+++ MATERIAL FOR THIS TASK +++

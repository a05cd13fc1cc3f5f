//! Presentation model for the weather dashboard
//!
//! The dashboard owns every display slot: one current-weather slot and one
//! daily slot per forecast day. Slots are created once by
//! [`Dashboard::initialize_layout`] and rewritten in full by
//! [`Dashboard::apply_update`]. Nothing outside this module holds a reference
//! to a slot.

use std::collections::BTreeMap;

use chrono::{DateTime, NaiveDate, Utc};
use thiserror::Error;

use crate::format::MISSING;

/// Errors raised when an update does not fit the layout
#[derive(Debug, Clone, PartialEq, Eq, Error)]
pub enum RenderError {
    /// A layout needs at least one column per row band
    #[error("Layout must have at least one column per row")]
    ZeroColumns,

    /// A daily series has fewer entries than there are day slots
    #[error("Series '{field}' has {actual} entries, expected at least {expected}")]
    SeriesTooShort {
        field: &'static str,
        expected: usize,
        actual: usize,
    },
}

/// Offset in days from the first forecast day ("today" in the API's timezone)
#[derive(Debug, Clone, Copy, PartialEq, Eq, PartialOrd, Ord, Hash)]
pub struct DayOffset(pub usize);

/// How day cards wrap into row bands
#[derive(Debug, Clone, Copy, PartialEq, Eq)]
pub struct LayoutPolicy {
    /// Number of day cards per row band
    pub columns: usize,
}

impl Default for LayoutPolicy {
    fn default() -> Self {
        Self { columns: 7 }
    }
}

/// Everything needed to lay out a dashboard
#[derive(Debug, Clone, Copy, PartialEq, Eq)]
pub struct DashboardConfig {
    /// Number of forecast days, one daily slot each
    pub horizon: usize,
    /// Wrapping policy for the daily slots
    pub layout: LayoutPolicy,
}

/// Grid cell of a day card
#[derive(Debug, Clone, Copy, PartialEq, Eq)]
pub struct GridPosition {
    /// Row band, counted from the top
    pub band: usize,
    /// Column within the band
    pub column: usize,
}

impl GridPosition {
    fn for_offset(offset: DayOffset, layout: LayoutPolicy) -> Self {
        Self {
            band: offset.0 / layout.columns,
            column: offset.0 % layout.columns,
        }
    }
}

/// Formatted current-weather values, units included
#[derive(Debug, Clone, PartialEq, Eq)]
pub struct CurrentReadings {
    pub temperature: String,
    pub apparent_temperature: String,
    pub precipitation: String,
    pub wind_speed: String,
    pub wind_direction: String,
}

impl CurrentReadings {
    fn placeholder() -> Self {
        Self {
            temperature: MISSING.to_string(),
            apparent_temperature: MISSING.to_string(),
            precipitation: MISSING.to_string(),
            wind_speed: MISSING.to_string(),
            wind_direction: MISSING.to_string(),
        }
    }
}
use chrono::{DateTime, Utc};
use serde::{Deserialize, Serialize};

use crate::models::ContextState;

#[derive(Debug, Clone, Copy, Serialize, Deserialize, PartialEq, Eq)]
#[serde(rename_all = "camelCase")]
pub enum SessionStatus {
    Idle,
    Streaming,
}

impl Default for SessionStatus {
    fn default() -> Self {
        SessionStatus::Idle
    }
}

#[derive(Debug, Clone, Serialize, Deserialize, Default)]
#[serde(rename_all = "camelCase")]
pub struct SessionSnapshot {
    pub status: SessionStatus,
    pub session_id: Option<String>,
    pub started_at: Option<DateTime<Utc>>,
    pub ticks: u64,
    pub context: Option<ContextState>,
    pub simulate_fall: bool,
}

+++

• AIM OF THE TASK:
For this exercise, set down all of the entries again word for word.

• TASK RESULT:
repository a05cd13fc1cc3f5f
//! Presentation model for the weather dashboard
//!
//! The dashboard owns every display slot: one current-weather slot and one
//! daily slot per forecast day. Slots are created once by
//! [`Dashboard::initialize_layout`] and rewritten in full by
//! [`Dashboard::apply_update`]. Nothing outside this module holds a reference
//! to a slot.

use std::collections::BTreeMap;

use chrono::{DateTime, NaiveDate, Utc};
use thiserror::Error;

use crate::format::MISSING;

/// Errors raised when an update does not fit the layout
#[derive(Debug, Clone, PartialEq, Eq, Error)]
pub enum RenderError {
    /// A layout needs at least one column per row band
    #[error("Layout must have at least one column per row")]
    ZeroColumns,

    /// A daily series has fewer entries than there are day slots
    #[error("Series '{field}' has {actual} entries, expected at least {expected}")]
    SeriesTooShort {
        field: &'static str,
        expected: usize,
        actual: usize,
    },
}

/// Offset in days from the first forecast day ("today" in the API's timezone)
#[derive(Debug, Clone, Copy, PartialEq, Eq, PartialOrd, Ord, Hash)]
pub struct DayOffset(pub usize);

/// How day cards wrap into row bands
#[derive(Debug, Clone, Copy, PartialEq, Eq)]
pub struct LayoutPolicy {
    /// Number of day cards per row band
    pub columns: usize,
}

impl Default for LayoutPolicy {
    fn default() -> Self {
        Self { columns: 7 }
    }
}

/// Everything needed to lay out a dashboard
#[derive(Debug, Clone, Copy, PartialEq, Eq)]
pub struct DashboardConfig {
    /// Number of forecast days, one daily slot each
    pub horizon: usize,
    /// Wrapping policy for the daily slots
    pub layout: LayoutPolicy,
}

/// Grid cell of a day card
#[derive(Debug, Clone, Copy, PartialEq, Eq)]
pub struct GridPosition {
    /// Row band, counted from the top
    pub band: usize,
    /// Column within the band
    pub column: usize,
}

impl GridPosition {
    fn for_offset(offset: DayOffset, layout: LayoutPolicy) -> Self {
        Self {
            band: offset.0 / layout.columns,
            column: offset.0 % layout.columns,
        }
    }
}

/// Formatted current-weather values, units included
#[derive(Debug, Clone, PartialEq, Eq)]
pub struct CurrentReadings {
    pub temperature: String,
    pub apparent_temperature: String,
    pub precipitation: String,
    pub wind_speed: String,
    pub wind_direction: String,
}

impl CurrentReadings {
    fn placeholder() -> Self {
        Self {
            temperature: MISSING.to_string(),
            apparent_temperature: MISSING.to_string(),
            precipitation: MISSING.to_string(),
            wind_speed: MISSING.to_string(),
            wind_direction: MISSING.to_string(),
        }
    }
}
use chrono::{DateTime, Utc};
use serde::{Deserialize, Serialize};

use crate::models::ContextState;

#[derive(Debug, Clone, Copy, Serialize, Deserialize, PartialEq, Eq)]
#[serde(rename_all = "camelCase")]
pub enum SessionStatus {
    Idle,
    Streaming,
}

impl Default for SessionStatus {
    fn default() -> Self {
        SessionStatus::Idle
    }
}

#[derive(Debug, Clone, Serialize, Deserialize, Default)]
#[serde(rename_all = "camelCase")]
pub struct SessionSnapshot {
    pub status: SessionStatus,
    pub session_id: Option<String>,
    pub started_at: Option<DateTime<Utc>>,
    pub ticks: u64,
    pub context: Option<ContextState>,
    pub simulate_fall: bool,
}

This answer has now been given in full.